▶ What needs to be done:
Lines from the one containing "assert_eq!(Placement::UNPLACED.rect.area(), 0);" through the last line of the records below are to be repeated exactly.

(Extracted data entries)
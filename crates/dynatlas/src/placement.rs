//! Placement results and the callback contract.

use crate::blit::TextureHandle;
use crate::rect::IntRect;

/// Offset of the requested content inside the block-aligned region that was
/// actually copied. Zero when the source rectangle was already aligned.
#[derive(Debug, Clone, Copy, Default, PartialEq, Eq)]
pub struct AlignmentOffset {
    pub x: u32,
    pub y: u32,
}

/// Outcome of a placement request, delivered through the callback.
///
/// A failed request carries the unplaced sentinel (`texture` is `None` and
/// `rect` is zero) instead of an error; callers must check [`is_placed`].
///
/// [`is_placed`]: Placement::is_placed
#[derive(Debug, Clone, Copy, PartialEq, Eq)]
pub struct Placement {
    /// Page texture the content was copied into.
    pub texture: Option<TextureHandle>,
    /// Index of the page within its atlas.
    pub page: Option<u32>,
    /// Content rectangle in page-pixel space (alignment-rounded size).
    pub rect: IntRect,
    pub offset: AlignmentOffset,
}

impl Placement {
    /// Sentinel for permanently failed or unavailable requests.
    pub const UNPLACED: Placement = Placement {
        texture: None,
        page: None,
        rect: IntRect::ZERO,
        offset: AlignmentOffset { x: 0, y: 0 },
    };

    pub const fn is_placed(&self) -> bool {
        self.texture.is_some()
    }
}

/// Invoked exactly once per accepted request: synchronously on a cache hit
/// or rejection, later when a pending request resolves.
pub type PlacementCallback = Box<dyn FnOnce(Placement)>;

/// What happened to a placement request at submission time.
#[derive(Debug, Clone, Copy, PartialEq, Eq)]
pub enum RequestState {
    /// Key already live; reference count bumped and callback invoked.
    Hit,
    /// New pending request; the caller should schedule pack work for it.
    Pending,
    /// Joined an in-flight request for the same key; no extra work needed.
    Coalesced,
    /// Zero-sized or oversized; the sentinel was delivered, nothing recorded.
    Rejected,
}

#[cfg(test)]
mod tests {
    use super::*;

    #[test]
    fn test_unplaced_sentinel() {
        assert!(!Placement::UNPLACED.is_placed());
        assert_eq!(Placement::UNPLACED.rect.area(), 0);
        assert_eq!(Placement::UNPLACED.page, None);
    }
}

▶ Exercise output:
        assert_eq!(Placement::UNPLACED.rect.area(), 0);
        assert_eq!(Placement::UNPLACED.page, None);
    }
}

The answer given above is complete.